Hormone Replacement Therapy May Improve Breast Cancer Detection and Survival
09/12/02 Portland, Ore.
OHSU study suggests that HRT may act on cancer cells to produce less aggressive tumors
A study of nearly 300 breast cancer patients at Oregon Health & Science University found that women who use hormone replacement therapy (HRT) have less aggressive tumors and are more likely to be diagnosed through mammograms than other methods. Also, HRT users with breast cancer had significantly better survival rates than non-HRT users. The study is published in the September issue of the journal The Archives of Surgery.
Because hormones increase the density of breast tissue, researchers have suspected that HRT use would make it more difficult to detect tumors on mammograms. As a result, it was suspected that tumors in patients who have received HRT might not be detected until they were larger and more advanced. However, of 144 study patients using HRT, 84 had their tumors detected by mammogram, while 60 were detected by other methods. Comparatively, of 148 non-HRT users, 63 had their tumors detected by mammogram, while 85 were detected by palpation (feeling for lumps).
Even more surprising, among the women whose tumors were detected by mammogram, HRT users had a 100 percent survival rate, while nonusers had only an 87 percent survival rate after six years.
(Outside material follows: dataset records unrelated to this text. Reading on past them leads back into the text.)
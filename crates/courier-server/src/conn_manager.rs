//! Per-channel index of authenticated users.
//!
//! Tracks which sessions belong to which user so presence can be announced
//! per user: the first session of a user joins, the last one leaves.

use std::collections::HashMap;
use std::sync::Arc;

use parking_lot::RwLock;

use crate::session::{Session, SessionId};

/// Result of removing a session from a [`ConnectionManager`].
#[derive(Debug, Clone, Copy, PartialEq, Eq)]
pub enum Departure {
    /// The session was not tracked.
    NotTracked,
    /// The user still has other sessions.
    StillConnected,
    /// That was the user's last session; the user entry is gone.
    LastConnection,
}

#[derive(Default)]
struct Index {
    clients: HashMap<SessionId, (String, Arc<Session>)>,
    users: HashMap<String, HashMap<SessionId, Arc<Session>>>,
}

/// Authenticated user index for one channel.
///
/// A user entry exists exactly as long as at least one of its sessions does.
#[derive(Default)]
pub struct ConnectionManager {
    index: RwLock<Index>,
}

impl ConnectionManager {
    /// Creates an empty index.
    pub fn new() -> Self {
        Self::default()
    }

    /// Tracks an authenticated session under its identity.
    ///
    /// Returns `true` when this is the user's first session.
    pub fn set_auth(&self, session: &Arc<Session>) -> bool {
        let user = session.identity();
        let mut index = self.index.write();
        index
            .clients
            .insert(session.id(), (user.clone(), Arc::clone(session)));
        let sessions = index.users.entry(user).or_default();
        sessions.insert(session.id(), Arc::clone(session));
        sessions.len() == 1
    }

    /// Stops tracking a session.
    pub fn remove_auth(&self, id: SessionId) -> Departure {
        let mut index = self.index.write();
        let Some((user, _)) = index.clients.remove(&id) else {
            return Departure::NotTracked;
        };
        let Some(sessions) = index.users.get_mut(&user) else {
            return Departure::LastConnection;
        };
        sessions.remove(&id);
        if sessions.is_empty() {
            index.users.remove(&user);
            Departure::LastConnection
        } else {
            Departure::StillConnected
        }
    }

    /// Every tracked session whose user is not excluded.
    pub fn authorized_user_clients(&self, except_users: &[&str]) -> Vec<Arc<Session>> {
        self.index
            .read()
            .users
            .iter()
            .filter(|(user, _)| !except_users.contains(&user.as_str()))
            .flat_map(|(_, sessions)| sessions.values().cloned())
            .collect()
    }

    /// Every tracked session except the excluded ids.
    pub fn authorized_clients(&self, except: &[SessionId]) -> Vec<Arc<Session>> {
        self.index
            .read()
            .clients
            .iter()
            .filter(|(id, _)| !except.contains(id))
            .map(|(_, (_, session))| Arc::clone(session))
            .collect()
    }

    /// Ids of connected users, minus the excluded ones.
    pub fn authorized_user_ids(&self, except: &[&str]) -> Vec<String> {
        self.index
            .read()
            .users
            .keys()
            .filter(|user| !except.contains(&user.as_str()))
            .cloned()
            .collect()
    }

    /// Every session of one user.
    pub fn user_sessions(&self, user_id: &str) -> Vec<Arc<Session>> {
        self.index
            .read()
            .users
            .get(user_id)
            .map(|sessions| sessions.values().cloned().collect())
            .unwrap_or_default()
    }

    /// Whether the user has at least one session.
    pub fn is_user_connected(&self, user_id: &str) -> bool {
        self.index.read().users.contains_key(user_id)
    }

    /// Number of tracked sessions.
    pub fn len(&self) -> usize {
        self.index.read().clients.len()
    }

    /// Number of distinct users.
    pub fn user_count(&self) -> usize {
        self.index.read().users.len()
    }

    /// Whether nothing is tracked.
    pub fn is_empty(&self) -> bool {
        self.index.read().clients.is_empty()
    }
}

impl std::fmt::Debug for ConnectionManager {
    fn fmt(&self, f: &mut std::fmt::Formatter<'_>) -> std::fmt::Result {
        let index = self.index.read();
        f.debug_struct("ConnectionManager")
            .field("sessions", &index.clients.len())
            .field("users", &index.users.len())
            .finish()
    }
}

#[cfg(test)]
mod tests {
    use super::*;
    use crate::testing::session;
    use courier_core::Authentication;

    fn authed(id: u64, user: &str) -> Arc<Session> {
        let session = session(id);
        session.set_auth(Authentication::new(user)).unwrap();
        session
    }

    #[test]
    fn test_first_and_last_connection() {
        let manager = ConnectionManager::new();
        let phone = authed(1, "ann");
        let laptop = authed(2, "ann");

        assert!(manager.set_auth(&phone));
        assert!(!manager.set_auth(&laptop));
        assert_eq!(manager.len(), 2);
        assert_eq!(manager.user_count(), 1);

        assert_eq!(manager.remove_auth(phone.id()), Departure::StillConnected);
        assert!(manager.is_user_connected("ann"));

        assert_eq!(manager.remove_auth(laptop.id()), Departure::LastConnection);
        assert!(!manager.is_user_connected("ann"));
        assert!(manager.is_empty());

        assert_eq!(manager.remove_auth(laptop.id()), Departure::NotTracked);
    }

    #[test]
    fn test_queries_exclude() {
        let manager = ConnectionManager::new();
        let ann = authed(1, "ann");
        let ann2 = authed(2, "ann");
        let bob = authed(3, "bob");
        for s in [&ann, &ann2, &bob] {
            manager.set_auth(s);
        }

        let others = manager.authorized_user_clients(&["ann"]);
        assert_eq!(others.len(), 1);
        assert_eq!(others[0].id(), bob.id());

        assert_eq!(manager.authorized_clients(&[ann.id()]).len(), 2);
        assert_eq!(manager.authorized_user_ids(&["bob"]), vec!["ann".to_string()]);
        assert_eq!(manager.user_sessions("ann").len(), 2);
        assert!(manager.user_sessions("cid").is_empty());
    }
}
The study found significantly fewer cases of invasive tumors among HRT users, and higher incidences of T1 lesions, stage 1 tumors and node-negative tumors--all signs of a less aggressive disease.
"From this data it appears that HRT use had only beneficial effects on breast cancer detection and outcomes, with no visible negative effects," said Rodney F. Pommier, M.D., associate professor of surgery in the OHSU School of Medicine and principal investigator of the study.
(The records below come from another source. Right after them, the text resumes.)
//! Fan-out to many sessions.

use std::sync::Arc;

use courier_core::{Envelope, Event};
use courier_telemetry::metrics::record_broadcast_failures;
use futures_util::future::join_all;
use tracing::warn;

use crate::error::{BroadcastError, BroadcastFailure, Result};
use crate::session::Session;

/// Sends `event` on `channel` to every target concurrently.
///
/// The event is encoded once. Every failed target is reported in one
/// [`BroadcastError`]; targets that did receive the event keep it.
pub async fn broadcast<T: Event>(channel: &str, event: &T, targets: &[Arc<Session>]) -> Result<()> {
    if targets.is_empty() {
        return Ok(());
    }
    let envelope = Envelope::from_event(channel, event)?;
    broadcast_envelope(&envelope, targets).await
}

/// Sends a prepared envelope to every target concurrently.
pub async fn broadcast_envelope(envelope: &Envelope, targets: &[Arc<Session>]) -> Result<()> {
    let results = join_all(targets.iter().map(|session| async move {
        (session.id(), session.send_envelope(envelope).await)
    }))
    .await;

    let failures: Vec<BroadcastFailure> = results
        .into_iter()
        .filter_map(|(session, result)| result.err().map(|error| BroadcastFailure { session, error }))
        .collect();

    if failures.is_empty() {
        return Ok(());
    }

    record_broadcast_failures(&envelope.channel, failures.len());
    warn!(
        channel = %envelope.channel,
        event = %envelope.name,
        failed = failures.len(),
        targets = targets.len(),
        "Broadcast partially failed"
    );
    Err(BroadcastError { failures }.into())
}
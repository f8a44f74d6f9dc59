//! Telemetry error types.

use thiserror::Error;

/// Errors that can occur during telemetry operations.
#[derive(Debug, Error)]
pub enum TelemetryError {
    /// Failed to initialize metrics.
    #[error("Failed to initialize metrics: {0}")]
    MetricsInit(String),

    /// Failed to initialize logging.
    #[error("Failed to initialize logging: {0}")]
    LoggingInit(String),

    /// Failed to parse address.
    #[error("Invalid address: {0}")]
    InvalidAddress(String),
}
Hormone replacement therapy has come under fire in recent months after several studies indicated that long-term use of combination hormone therapies can lead to slight increases in heart disease, stroke and breast cancer among patients.
"Every woman should talk to her physician about her own risks and benefits of taking hormones," said Pommier. "But this data needs to be taken into consideration as well. If we know that HRT can improve survival rates by producing a less aggressive breast cancer, then it's possible that by withholding HRT for the purpose of possibly preventing a few cases of breast cancer, you're going to have a higher death rate among women who were going to get the disease anyway."
The Women's Health Initiative last July canceled its clinical trial on the use of combination estrogen-progestin HRT due to higher reports of associated illnesses. However, there has not been the same association with estrogen-only HRT. The OHSU study, which was a retrospective analysis of patients already diagnosed with breast cancer, included patients who took any form of HRT.
"This study opens an entirely new direction for future research of breast cancers. When we learn how HRT favorably affects the biology of tumors we can then use that information in a therapeutic fashion to improve the outcome of women with breast cancer," said study co-investigator SuEllen Toth-Fejel, Ph.D., research assistant professor of surgery in the OHSU School of Medicine, who led the laboratory work on the project.